I numeri del WeWorld Index
Foto: WeWorld
Le evidenze sono drammatiche: alla fine del 2021, nel mondo,
435 milioni di ragazze e donne si troveranno sotto la soglia di povertà;
258 milioni di bambini e bambine, la metà dei quali in Africa subsahariana, non ricevono ancora un’educazione adeguata: 59 milioni dalla primaria, 62 milioni dalla secondaria inferiore e 138 milioni dalla secondaria superiore. E ancora, in conseguenza della crisi ambientale in atto, nel 2030 si prevede che
150 milioni di persone avranno bisogno di aiuti umanitari, 50 milioni in più rispetto a oggi. Nel 2020 più di 50 milioni di persone sono state infatti
doppiamente colpite: da disastri legati ai
cambiamenti climatici e dalla pandemia di Covid-19. Non a caso, lo scorso anno,
i rifugiati e rifugiate in tutto il mondo sono saliti a
26,4 milioni. Il 39% di loro è ospitato in soli 5 Paesi: Turchia, Colombia, Pakistan, Uganda e Germania. A questi vanno poi ad aggiungersi i
40,5 milioni di nuovi sfollati interni, il numero più negli ultimi dieci anni. Infine, come se non bastasse, la crisi occupazionale e la chiusura delle scuole hanno costretto le famiglie a basso reddito a ricorrere al
lavoro minorile o ai
matrimoni forzati come meccanismo di risposta. Tanto che a causa del Covid-19, il primo potrebbe aumentare di 8,9 milioni di casi entro la fine del 2022, e più della metà di questi riguarderebbe bambini tra i 5 e gli 11 anni. La 7° edizione di WeWorld Index è stata presentata durante un evento online a cui hanno partecipato il Presidente di WeWorld
Marco Chiesara;
Elena Caneva, Coordinatrice Centro Studi di WeWorld; l’Ambasciatore
Maurizio Massari, Rappresentante Permanente dell’Italia presso le Nazioni Unite;
Marina Sereni, Vice-Ministra per gli Affari Esteri e la Cooperazione Internazionale;
Yasmin Sherif e
Marco Grazia dal Fondo globale per l’educazione in contesti di emergenza “Education Cannot Wait”;
Lia Romano, Emergency Program Coordinator;
Meg Gardinier, Segretaria Generale di ChildFund Alliance.
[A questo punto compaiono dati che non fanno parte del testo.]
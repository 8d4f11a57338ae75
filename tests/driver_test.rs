use std::sync::Arc;
use std::sync::atomic::{AtomicUsize, Ordering};

use anyhow::{Result, bail};
use async_trait::async_trait;
use serde_json::json;

use message_mind::driver::Driver;
use message_mind::engine::classify::ClassifyEngine;
use message_mind::engine::{Engine, EngineConfig, Run, WorkflowError, WorkflowResult};
use message_mind::history::ConversationHistory;
use message_mind::item::{CategorySet, Item, ItemUpdate, NewItem};
use message_mind::notify::{LogNotifier, Notifier};
use message_mind::oracle::OracleResponse;
use message_mind::oracle::mock::MockOracle;
use message_mind::store::sqlite::SqliteStore;
use message_mind::store::{Inserted, Store};
use message_mind::tools::ToolRegistry;

fn extraction(category: &str) -> OracleResponse {
    OracleResponse::text(
        json!({"reasoning": "r", "summary": format!("about {}", category), "category": category})
            .to_string(),
    )
    .with_usage(1_000, 100)
}

fn classify_engine(oracle: Arc<MockOracle>) -> Arc<ClassifyEngine> {
    Arc::new(ClassifyEngine::new(
        oracle,
        Arc::new(ToolRegistry::new()),
        EngineConfig::default(),
    ))
}

async fn store_with(items: Vec<NewItem>) -> (Arc<SqliteStore>, Vec<i64>) {
    let store = Arc::new(SqliteStore::in_memory().unwrap());
    let mut ids = Vec::new();
    for item in items {
        match store.insert(item).await.unwrap() {
            Inserted::New(id) => ids.push(id),
            Inserted::Duplicate => panic!("unexpected duplicate"),
        }
    }
    (store, ids)
}

#[derive(Default)]
struct CountingNotifier {
    sent: AtomicUsize,
}

#[async_trait]
impl Notifier for CountingNotifier {
    async fn notify(&self, _item: &Item, _result: &WorkflowResult) -> Result<()> {
        self.sent.fetch_add(1, Ordering::SeqCst);
        Ok(())
    }
}

struct FailingNotifier;

#[async_trait]
impl Notifier for FailingNotifier {
    async fn notify(&self, _item: &Item, _result: &WorkflowResult) -> Result<()> {
        bail!("telegram is down")
    }
}

#[tokio::test]
async fn sweep_classifies_and_normalizes() {
    let (store, ids) = store_with(vec![NewItem::new("https://a.example"), NewItem::new("fn main")]).await;
    let oracle = Arc::new(MockOracle::new(vec![
        OracleResponse::text("a course on neural nets").with_usage(2_000, 200),
        extraction("Machine-Learning"),
        OracleResponse::text("a code snippet"),
        extraction("Rust"),
    ]));
    let notifier = Arc::new(CountingNotifier::default());
    let driver = Driver::new(classify_engine(oracle), store.clone(), notifier.clone());

    let report = driver.sweep().await.unwrap();

    assert_eq!(report.succeeded.len(), 2);
    assert!(report.failed.is_empty());
    assert_eq!(report.succeeded[0].item_id, ids[0]);
    assert_eq!(report.succeeded[0].update.category, "machine learning");
    assert_eq!(report.succeeded[0].result.category, "Machine-Learning");
    assert_eq!(report.succeeded[1].update.category, "rust");
    assert_eq!(report.succeeded[0].usage.input_tokens, 3_000);
    assert_eq!(notifier.sent.load(Ordering::SeqCst), 2);

    assert!(store.fetch_pending().await.unwrap().is_empty());
    let categories = store.fetch_categories().await.unwrap();
    assert!(categories.contains("machine learning"));
    assert!(categories.contains("rust"));

    let total = report.total_cost();
    let sum: f64 = report.succeeded.iter().map(|c| c.update.cost).sum();
    assert!(total > 0.0);
    assert!((total - sum).abs() < 1e-12);
}

#[tokio::test]
async fn media_items_are_rejected_without_calling_the_oracle() {
    let mut photo = NewItem::new("look at this");
    photo.has_media = true;
    let (store, ids) = store_with(vec![photo]).await;
    let oracle = Arc::new(MockOracle::new(vec![]));
    let driver = Driver::new(classify_engine(oracle.clone()), store.clone(), Arc::new(LogNotifier));

    let report = driver.sweep().await.unwrap();

    assert!(report.succeeded.is_empty());
    assert_eq!(report.failed.len(), 1);
    assert_eq!(report.failed[0].item_id, ids[0]);
    assert!(matches!(report.failed[0].error, WorkflowError::Rejected(_)));
    assert_eq!(oracle.calls(), 0);
    assert_eq!(store.fetch_pending().await.unwrap().len(), 1);
}

#[tokio::test]
async fn one_failing_item_does_not_stop_the_sweep() {
    let (store, ids) = store_with(vec![NewItem::new("first"), NewItem::new("second")]).await;
    let oracle = Arc::new(MockOracle::scripted(vec![
        Err("rate limited".to_string()),
        Ok(OracleResponse::text("a note")),
        Ok(extraction("notes")),
    ]));
    let driver = Driver::new(classify_engine(oracle), store.clone(), Arc::new(LogNotifier));

    let report = driver.sweep().await.unwrap();

    assert_eq!(report.failed.len(), 1);
    assert_eq!(report.failed[0].item_id, ids[0]);
    assert!(matches!(report.failed[0].error, WorkflowError::Oracle { .. }));
    assert_eq!(report.succeeded.len(), 1);
    assert_eq!(report.succeeded[0].item_id, ids[1]);

    // The failed item is picked up again next sweep.
    let pending = store.fetch_pending().await.unwrap();
    assert_eq!(pending.len(), 1);
    assert_eq!(pending[0].id, ids[0]);
}

#[tokio::test]
async fn notification_failure_keeps_the_result() {
    let (store, _) = store_with(vec![NewItem::new("hello")]).await;
    let oracle = Arc::new(MockOracle::new(vec![
        OracleResponse::text("greeting"),
        extraction("misc"),
    ]));
    let driver = Driver::new(classify_engine(oracle), store.clone(), Arc::new(FailingNotifier));

    let report = driver.sweep().await.unwrap();

    assert_eq!(report.succeeded.len(), 1);
    assert!(report.failed.is_empty());
    assert!(store.fetch_pending().await.unwrap().is_empty());
}

#[tokio::test]
async fn empty_store_is_a_quiet_sweep() {
    let (store, _) = store_with(vec![]).await;
    let oracle = Arc::new(MockOracle::new(vec![]));
    let driver = Driver::new(classify_engine(oracle.clone()), store, Arc::new(LogNotifier));

    let report = driver.sweep().await.unwrap();

    assert!(report.succeeded.is_empty());
    assert_eq!(oracle.calls(), 0);
    assert!(report.to_string().starts_with("classified 0 item(s), 0 failed"));
}

/// Files everything under one label and remembers the categories it was shown.
struct FixedEngine {
    seen_categories: std::sync::Mutex<Vec<CategorySet>>,
}

#[async_trait]
impl Engine for FixedEngine {
    async fn run(&self, item: &Item, categories: &CategorySet) -> Result<Run, WorkflowError> {
        self.seen_categories.lock().unwrap().push(categories.clone());
        tokio::time::sleep(std::time::Duration::from_millis(10 * (item.id as u64 % 3))).await;
        Ok(Run {
            result: WorkflowResult {
                category: "Inbox".to_string(),
                summary: item.details.clone(),
                reasoning: String::new(),
                cost: 0.0,
            },
            history: ConversationHistory::new(),
        })
    }
}

#[tokio::test]
async fn concurrent_sweep_reports_in_id_order() {
    let items = (0..6).map(|i| NewItem::new(format!("item {}", i))).collect();
    let (store, ids) = store_with(items).await;
    let seeded = store.insert(NewItem::new("old")).await.unwrap();
    let Inserted::New(old_id) = seeded else {
        panic!("unexpected duplicate");
    };
    store
        .update(
            old_id,
            &ItemUpdate {
                category: "archive".to_string(),
                summary: "old".to_string(),
                reasoning: String::new(),
                cost: 0.0,
                completed: false,
            },
        )
        .await
        .unwrap();

    let engine = Arc::new(FixedEngine {
        seen_categories: std::sync::Mutex::new(Vec::new()),
    });
    let driver = Driver::new(engine.clone(), store.clone(), Arc::new(LogNotifier)).with_concurrency(3);

    let report = driver.sweep().await.unwrap();

    let reported: Vec<i64> = report.succeeded.iter().map(|c| c.item_id).collect();
    assert_eq!(reported, ids);
    assert!(report.succeeded.iter().all(|c| c.update.category == "inbox"));

    // Every run saw the same snapshot taken at the start of the sweep.
    let seen = engine.seen_categories.lock().unwrap();
    assert_eq!(seen.len(), 6);
    assert!(seen.iter().all(|c| c.len() == 1 && c.contains("archive")));
}

struct BrokenStore;

#[async_trait]
impl Store for BrokenStore {
    async fn insert(&self, _item: NewItem) -> Result<Inserted> {
        bail!("read-only")
    }
    async fn get(&self, _id: i64) -> Result<Option<Item>> {
        Ok(None)
    }
    async fn fetch_pending(&self) -> Result<Vec<Item>> {
        bail!("disk I/O error")
    }
    async fn fetch_categories(&self) -> Result<CategorySet> {
        Ok(CategorySet::new())
    }
    async fn update(&self, _id: i64, _update: &ItemUpdate) -> Result<()> {
        bail!("read-only")
    }
}

#[tokio::test]
async fn unreadable_store_fails_the_sweep() {
    let oracle = Arc::new(MockOracle::new(vec![]));
    let driver = Driver::new(classify_engine(oracle), Arc::new(BrokenStore), Arc::new(LogNotifier));

    let err = driver.sweep().await.unwrap_err();
    assert!(format!("{:#}", err).contains("disk I/O error"));
}

struct HangingNotifier;

#[async_trait]
impl Notifier for HangingNotifier {
    async fn notify(&self, _item: &Item, _result: &WorkflowResult) -> Result<()> {
        std::future::pending::<()>().await;
        Ok(())
    }
}

#[tokio::test]
async fn hanging_notifier_does_not_stall_the_sweep() {
    let (store, ids) = store_with(vec![NewItem::new("first"), NewItem::new("second")]).await;
    let oracle = Arc::new(MockOracle::new(vec![
        OracleResponse::text("a note"),
        extraction("notes"),
        OracleResponse::text("another note"),
        extraction("notes"),
    ]));
    let driver = Driver::new(classify_engine(oracle), store.clone(), Arc::new(HangingNotifier))
        .with_notify_timeout(std::time::Duration::from_millis(50));

    let report = tokio::time::timeout(std::time::Duration::from_secs(5), driver.sweep())
        .await
        .expect("sweep should finish despite the notifier")
        .unwrap();

    let done: Vec<i64> = report.succeeded.iter().map(|c| c.item_id).collect();
    assert_eq!(done, ids);
    assert!(report.failed.is_empty());
    assert!(store.fetch_pending().await.unwrap().is_empty());
}

/// Reads from a real store but refuses to write results.
struct ReadOnlyStore {
    inner: SqliteStore,
}

#[async_trait]
impl Store for ReadOnlyStore {
    async fn insert(&self, item: NewItem) -> Result<Inserted> {
        self.inner.insert(item).await
    }
    async fn get(&self, id: i64) -> Result<Option<Item>> {
        self.inner.get(id).await
    }
    async fn fetch_pending(&self) -> Result<Vec<Item>> {
        self.inner.fetch_pending().await
    }
    async fn fetch_categories(&self) -> Result<CategorySet> {
        self.inner.fetch_categories().await
    }
    async fn update(&self, _id: i64, _update: &ItemUpdate) -> Result<()> {
        bail!("attempt to write a readonly database")
    }
}

#[tokio::test]
async fn failed_result_write_is_an_item_failure() {
    let store = Arc::new(ReadOnlyStore {
        inner: SqliteStore::in_memory().unwrap(),
    });
    let Inserted::New(id) = store.insert(NewItem::new("hello")).await.unwrap() else {
        panic!("unexpected duplicate");
    };
    let oracle = Arc::new(MockOracle::new(vec![
        OracleResponse::text("greeting"),
        extraction("misc"),
    ]));
    let notifier = Arc::new(CountingNotifier::default());
    let driver = Driver::new(classify_engine(oracle), store.clone(), notifier.clone());

    let report = driver.sweep().await.unwrap();

    assert!(report.succeeded.is_empty());
    assert_eq!(report.failed.len(), 1);
    assert_eq!(report.failed[0].item_id, id);
    match &report.failed[0].error {
        WorkflowError::Store(message) => assert!(message.contains("readonly")),
        other => panic!("expected store error, got {:?}", other),
    }
    assert_eq!(notifier.sent.load(Ordering::SeqCst), 0);
    assert_eq!(store.fetch_pending().await.unwrap().len(), 1);
}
La classifica dell'inclusione
Per quanto concerne la classifica dei
Paesi più inclusivi per donne e bambini, anche nel 2021 assistiamo al trionfo dei
Paesi scandinavi: le prime posizioni sono occupate infatti da Islanda, Nuova Zelanda e Svezia. La Svizzera è quarta (in ascesa, era settima nel 2020), la Finlandia quinta (in discesa, era seconda).
Foto: WeWorld
La Norvegia che era prima lo scorso anno si piazza invece al sesto posto. Nelle
ultime posizioni troviamo gli stessi Paesi del 2020:
Repubblica Centrafricana (170° posizione),
Sud Sudan (171°) e
Ciad (172°). In questi Paesi la condizione delle donne e dei bambini è ancora critica in tutte le dimensioni prese in considerazione nell'Indice. "Se non lavoriamo
in modo olistico, un solo evento critico –come il passaggio di un ciclone– è sufficiente perché gli sforzi fatti vengano vanificati e si torni indietro su tutti i diritti, dall’istruzione alla sanità", dichiara Marco Chiesara, Presidente WeWorld . Che aggiunge: "Se non agiamo globalmente, con politiche e interventi che facciano crescere anche i Paesi più fragili, il processo per l’acquisizione, il godimento dei diritti e l'accesso ai servizi non potrà essere che
parziale e temporaneo, escludendo i Paesi più poveri. Ma affinché il cambiamento sia reale gli interventi devono mettere al centro
un approccio di genere e generazionale, in modo che la crescita non sia ad appannaggio solo di chi gode già di maggiori risorse".